> _What you will do_: There is one span to output from the data below: the lines starting at the line with "pub fn capture(outcome: Result<String, ToolFailure>)" and ending at the line with "let result = ToolResult::capture(Err(failure));". Output it exactly, ends included, nothing more.

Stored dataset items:
···

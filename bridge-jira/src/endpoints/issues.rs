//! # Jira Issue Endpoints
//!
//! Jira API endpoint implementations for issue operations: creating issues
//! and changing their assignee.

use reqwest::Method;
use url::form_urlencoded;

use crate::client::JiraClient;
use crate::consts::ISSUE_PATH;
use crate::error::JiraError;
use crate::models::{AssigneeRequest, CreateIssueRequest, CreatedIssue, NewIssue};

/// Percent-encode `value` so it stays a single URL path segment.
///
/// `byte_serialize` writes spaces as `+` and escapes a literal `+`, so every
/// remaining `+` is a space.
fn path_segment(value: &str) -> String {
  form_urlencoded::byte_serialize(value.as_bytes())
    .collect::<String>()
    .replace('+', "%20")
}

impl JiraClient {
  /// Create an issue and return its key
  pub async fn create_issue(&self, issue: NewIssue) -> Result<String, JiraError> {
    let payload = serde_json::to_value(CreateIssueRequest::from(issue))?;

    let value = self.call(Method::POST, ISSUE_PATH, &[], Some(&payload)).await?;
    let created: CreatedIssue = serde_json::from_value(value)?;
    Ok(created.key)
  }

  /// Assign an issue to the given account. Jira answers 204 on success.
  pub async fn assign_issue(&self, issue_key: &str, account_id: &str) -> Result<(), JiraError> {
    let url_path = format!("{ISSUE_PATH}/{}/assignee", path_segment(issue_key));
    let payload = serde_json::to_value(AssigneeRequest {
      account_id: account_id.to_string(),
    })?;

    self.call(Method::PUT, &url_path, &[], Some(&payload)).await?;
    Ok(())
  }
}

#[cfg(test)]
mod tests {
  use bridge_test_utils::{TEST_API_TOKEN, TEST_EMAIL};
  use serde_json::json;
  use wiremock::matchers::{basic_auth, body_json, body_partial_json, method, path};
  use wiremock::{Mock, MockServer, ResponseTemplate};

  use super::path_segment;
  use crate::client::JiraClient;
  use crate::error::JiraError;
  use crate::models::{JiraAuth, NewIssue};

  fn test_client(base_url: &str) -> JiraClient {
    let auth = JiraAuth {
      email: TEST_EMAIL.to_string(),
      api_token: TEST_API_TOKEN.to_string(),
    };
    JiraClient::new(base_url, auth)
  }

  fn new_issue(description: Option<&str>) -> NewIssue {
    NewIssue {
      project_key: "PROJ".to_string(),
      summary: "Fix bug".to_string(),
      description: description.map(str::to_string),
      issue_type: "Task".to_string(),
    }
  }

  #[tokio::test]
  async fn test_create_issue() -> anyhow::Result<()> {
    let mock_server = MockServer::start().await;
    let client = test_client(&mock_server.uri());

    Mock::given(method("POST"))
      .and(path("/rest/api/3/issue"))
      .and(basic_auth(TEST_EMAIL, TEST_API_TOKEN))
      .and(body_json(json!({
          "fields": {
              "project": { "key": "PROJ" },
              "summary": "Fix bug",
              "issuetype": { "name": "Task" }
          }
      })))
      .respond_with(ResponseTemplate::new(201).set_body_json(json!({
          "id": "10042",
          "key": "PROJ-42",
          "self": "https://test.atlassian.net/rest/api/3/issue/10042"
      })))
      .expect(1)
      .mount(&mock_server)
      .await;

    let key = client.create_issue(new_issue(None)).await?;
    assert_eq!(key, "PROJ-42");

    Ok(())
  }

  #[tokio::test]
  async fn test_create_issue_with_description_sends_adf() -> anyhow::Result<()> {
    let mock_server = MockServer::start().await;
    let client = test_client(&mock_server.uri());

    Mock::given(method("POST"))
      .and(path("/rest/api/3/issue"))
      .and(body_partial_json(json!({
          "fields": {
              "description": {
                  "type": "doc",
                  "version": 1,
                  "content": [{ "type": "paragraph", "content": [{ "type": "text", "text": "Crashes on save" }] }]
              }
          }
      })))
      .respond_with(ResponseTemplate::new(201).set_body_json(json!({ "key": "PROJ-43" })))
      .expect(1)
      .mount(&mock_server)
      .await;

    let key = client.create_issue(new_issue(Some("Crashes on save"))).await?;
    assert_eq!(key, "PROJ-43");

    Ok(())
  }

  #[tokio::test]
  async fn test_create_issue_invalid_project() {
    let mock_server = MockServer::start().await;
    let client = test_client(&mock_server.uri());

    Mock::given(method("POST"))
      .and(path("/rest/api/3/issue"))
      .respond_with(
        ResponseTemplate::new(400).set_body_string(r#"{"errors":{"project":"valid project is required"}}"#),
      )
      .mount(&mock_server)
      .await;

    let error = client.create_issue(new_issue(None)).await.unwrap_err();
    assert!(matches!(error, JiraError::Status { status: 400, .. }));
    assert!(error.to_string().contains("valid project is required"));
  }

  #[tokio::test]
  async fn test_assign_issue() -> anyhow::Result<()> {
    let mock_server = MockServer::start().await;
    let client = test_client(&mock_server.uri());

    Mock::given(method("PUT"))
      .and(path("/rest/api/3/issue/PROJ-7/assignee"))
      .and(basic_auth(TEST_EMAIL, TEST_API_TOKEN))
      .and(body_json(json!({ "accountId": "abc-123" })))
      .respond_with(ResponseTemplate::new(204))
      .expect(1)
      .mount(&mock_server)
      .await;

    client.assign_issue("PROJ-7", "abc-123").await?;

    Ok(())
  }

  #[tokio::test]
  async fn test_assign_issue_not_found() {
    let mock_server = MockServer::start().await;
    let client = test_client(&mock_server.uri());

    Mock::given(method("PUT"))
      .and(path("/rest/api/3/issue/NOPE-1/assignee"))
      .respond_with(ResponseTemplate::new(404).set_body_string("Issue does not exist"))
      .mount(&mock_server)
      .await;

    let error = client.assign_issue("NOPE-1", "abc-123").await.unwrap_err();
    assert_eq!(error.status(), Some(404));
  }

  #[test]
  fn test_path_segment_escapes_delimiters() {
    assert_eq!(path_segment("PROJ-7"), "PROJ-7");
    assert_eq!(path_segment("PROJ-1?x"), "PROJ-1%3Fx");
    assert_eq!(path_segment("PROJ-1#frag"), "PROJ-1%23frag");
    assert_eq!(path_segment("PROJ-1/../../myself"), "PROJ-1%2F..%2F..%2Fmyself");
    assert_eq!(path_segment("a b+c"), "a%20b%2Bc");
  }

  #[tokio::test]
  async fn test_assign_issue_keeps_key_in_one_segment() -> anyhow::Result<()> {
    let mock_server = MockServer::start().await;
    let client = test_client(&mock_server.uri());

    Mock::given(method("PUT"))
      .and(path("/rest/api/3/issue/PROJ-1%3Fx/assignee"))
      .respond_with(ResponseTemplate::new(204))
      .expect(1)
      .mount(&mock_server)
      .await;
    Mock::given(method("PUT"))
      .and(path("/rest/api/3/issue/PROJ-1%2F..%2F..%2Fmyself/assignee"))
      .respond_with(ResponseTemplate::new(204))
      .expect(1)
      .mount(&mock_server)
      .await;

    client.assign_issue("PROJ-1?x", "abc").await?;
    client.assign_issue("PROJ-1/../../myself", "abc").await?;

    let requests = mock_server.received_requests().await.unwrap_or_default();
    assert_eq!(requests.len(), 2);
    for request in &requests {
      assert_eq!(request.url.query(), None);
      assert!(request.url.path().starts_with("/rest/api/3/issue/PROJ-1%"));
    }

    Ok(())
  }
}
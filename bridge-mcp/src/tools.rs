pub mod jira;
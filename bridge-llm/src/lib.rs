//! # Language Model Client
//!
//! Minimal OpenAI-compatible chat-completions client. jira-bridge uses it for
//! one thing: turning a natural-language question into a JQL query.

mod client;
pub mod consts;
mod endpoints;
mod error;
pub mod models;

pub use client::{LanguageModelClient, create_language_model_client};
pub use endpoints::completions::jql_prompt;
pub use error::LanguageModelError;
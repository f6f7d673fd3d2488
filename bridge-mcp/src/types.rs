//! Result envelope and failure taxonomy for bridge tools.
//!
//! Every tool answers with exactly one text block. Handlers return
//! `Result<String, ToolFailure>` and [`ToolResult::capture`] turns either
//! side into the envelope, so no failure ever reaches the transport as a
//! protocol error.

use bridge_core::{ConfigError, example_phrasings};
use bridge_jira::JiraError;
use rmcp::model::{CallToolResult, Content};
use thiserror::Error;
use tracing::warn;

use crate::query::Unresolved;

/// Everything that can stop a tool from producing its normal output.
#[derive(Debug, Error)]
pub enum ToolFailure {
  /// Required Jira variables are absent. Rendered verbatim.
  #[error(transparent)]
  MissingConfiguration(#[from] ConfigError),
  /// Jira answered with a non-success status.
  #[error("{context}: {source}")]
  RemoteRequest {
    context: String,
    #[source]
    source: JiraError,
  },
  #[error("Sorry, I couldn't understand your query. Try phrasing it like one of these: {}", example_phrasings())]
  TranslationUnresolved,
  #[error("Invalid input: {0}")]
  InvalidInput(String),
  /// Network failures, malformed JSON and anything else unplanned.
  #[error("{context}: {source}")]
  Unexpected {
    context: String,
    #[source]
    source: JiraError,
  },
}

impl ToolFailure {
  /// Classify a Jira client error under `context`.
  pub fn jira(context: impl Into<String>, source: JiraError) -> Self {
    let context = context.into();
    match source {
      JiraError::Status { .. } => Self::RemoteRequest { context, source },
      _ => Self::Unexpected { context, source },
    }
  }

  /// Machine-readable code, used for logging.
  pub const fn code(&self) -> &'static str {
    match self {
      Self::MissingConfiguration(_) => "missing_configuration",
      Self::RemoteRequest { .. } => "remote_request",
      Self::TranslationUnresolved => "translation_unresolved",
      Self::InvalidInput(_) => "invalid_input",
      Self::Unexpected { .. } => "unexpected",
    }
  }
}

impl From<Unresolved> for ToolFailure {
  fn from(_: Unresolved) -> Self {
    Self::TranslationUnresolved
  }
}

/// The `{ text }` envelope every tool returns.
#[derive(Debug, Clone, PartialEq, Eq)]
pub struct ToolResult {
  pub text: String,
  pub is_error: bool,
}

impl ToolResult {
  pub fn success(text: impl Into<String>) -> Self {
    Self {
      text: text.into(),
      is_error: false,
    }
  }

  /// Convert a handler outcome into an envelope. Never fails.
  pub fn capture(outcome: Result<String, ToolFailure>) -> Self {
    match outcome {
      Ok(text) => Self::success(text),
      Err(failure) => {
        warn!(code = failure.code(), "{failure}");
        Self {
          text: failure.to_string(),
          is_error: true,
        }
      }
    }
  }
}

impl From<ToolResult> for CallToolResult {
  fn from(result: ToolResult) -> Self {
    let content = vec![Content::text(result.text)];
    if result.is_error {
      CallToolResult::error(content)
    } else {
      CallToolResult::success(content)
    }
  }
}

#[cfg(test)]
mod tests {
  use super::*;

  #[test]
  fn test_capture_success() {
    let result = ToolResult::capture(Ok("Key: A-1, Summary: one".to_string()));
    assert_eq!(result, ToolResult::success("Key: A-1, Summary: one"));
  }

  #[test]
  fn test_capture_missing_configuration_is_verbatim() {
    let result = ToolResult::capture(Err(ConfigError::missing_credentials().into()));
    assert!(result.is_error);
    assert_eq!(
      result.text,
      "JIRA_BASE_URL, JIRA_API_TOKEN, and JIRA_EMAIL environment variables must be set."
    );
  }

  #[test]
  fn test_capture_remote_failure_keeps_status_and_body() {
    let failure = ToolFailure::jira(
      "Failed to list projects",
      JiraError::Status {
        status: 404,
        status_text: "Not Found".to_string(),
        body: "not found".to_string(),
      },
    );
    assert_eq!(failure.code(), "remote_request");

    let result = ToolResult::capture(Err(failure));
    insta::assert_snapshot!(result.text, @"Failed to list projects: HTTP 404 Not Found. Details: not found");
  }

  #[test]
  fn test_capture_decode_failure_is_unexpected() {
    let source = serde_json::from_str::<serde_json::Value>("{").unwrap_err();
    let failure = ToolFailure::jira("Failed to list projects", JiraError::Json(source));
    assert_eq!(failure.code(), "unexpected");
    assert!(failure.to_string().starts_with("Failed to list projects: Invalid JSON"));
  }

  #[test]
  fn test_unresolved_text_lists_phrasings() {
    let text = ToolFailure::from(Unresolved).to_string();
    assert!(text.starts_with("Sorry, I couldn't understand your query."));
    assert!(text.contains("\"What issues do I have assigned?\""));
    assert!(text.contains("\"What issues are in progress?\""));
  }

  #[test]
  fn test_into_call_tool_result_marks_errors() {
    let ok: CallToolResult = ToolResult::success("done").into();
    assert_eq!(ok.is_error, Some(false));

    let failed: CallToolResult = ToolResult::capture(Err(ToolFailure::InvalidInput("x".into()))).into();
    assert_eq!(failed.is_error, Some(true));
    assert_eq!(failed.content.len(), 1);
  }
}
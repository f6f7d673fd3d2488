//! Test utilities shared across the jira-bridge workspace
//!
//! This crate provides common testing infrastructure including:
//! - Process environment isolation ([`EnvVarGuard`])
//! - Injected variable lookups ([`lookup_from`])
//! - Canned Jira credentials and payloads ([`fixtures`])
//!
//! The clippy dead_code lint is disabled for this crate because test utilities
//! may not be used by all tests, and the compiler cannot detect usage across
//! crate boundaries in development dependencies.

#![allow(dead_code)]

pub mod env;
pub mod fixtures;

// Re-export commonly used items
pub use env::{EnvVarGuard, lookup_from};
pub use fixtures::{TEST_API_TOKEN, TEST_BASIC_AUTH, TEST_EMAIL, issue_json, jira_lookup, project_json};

···

> _Result_:
  pub fn capture(outcome: Result<String, ToolFailure>) -> Self {
    match outcome {
      Ok(text) => Self::success(text),
      Err(failure) => {
        warn!(code = failure.code(), "{failure}");
        Self {
          text: failure.to_string(),
          is_error: true,
        }
      }
    }
  }
}

impl From<ToolResult> for CallToolResult {
  fn from(result: ToolResult) -> Self {
    let content = vec![Content::text(result.text)];
    if result.is_error {
      CallToolResult::error(content)
    } else {
      CallToolResult::success(content)
    }
  }
}

#[cfg(test)]
mod tests {
  use super::*;

  #[test]
  fn test_capture_success() {
    let result = ToolResult::capture(Ok("Key: A-1, Summary: one".to_string()));
    assert_eq!(result, ToolResult::success("Key: A-1, Summary: one"));
  }

  #[test]
  fn test_capture_missing_configuration_is_verbatim() {
    let result = ToolResult::capture(Err(ConfigError::missing_credentials().into()));
    assert!(result.is_error);
    assert_eq!(
      result.text,
      "JIRA_BASE_URL, JIRA_API_TOKEN, and JIRA_EMAIL environment variables must be set."
    );
  }

  #[test]
  fn test_capture_remote_failure_keeps_status_and_body() {
    let failure = ToolFailure::jira(
      "Failed to list projects",
      JiraError::Status {
        status: 404,
        status_text: "Not Found".to_string(),
        body: "not found".to_string(),
      },
    );
    assert_eq!(failure.code(), "remote_request");

    let result = ToolResult::capture(Err(failure));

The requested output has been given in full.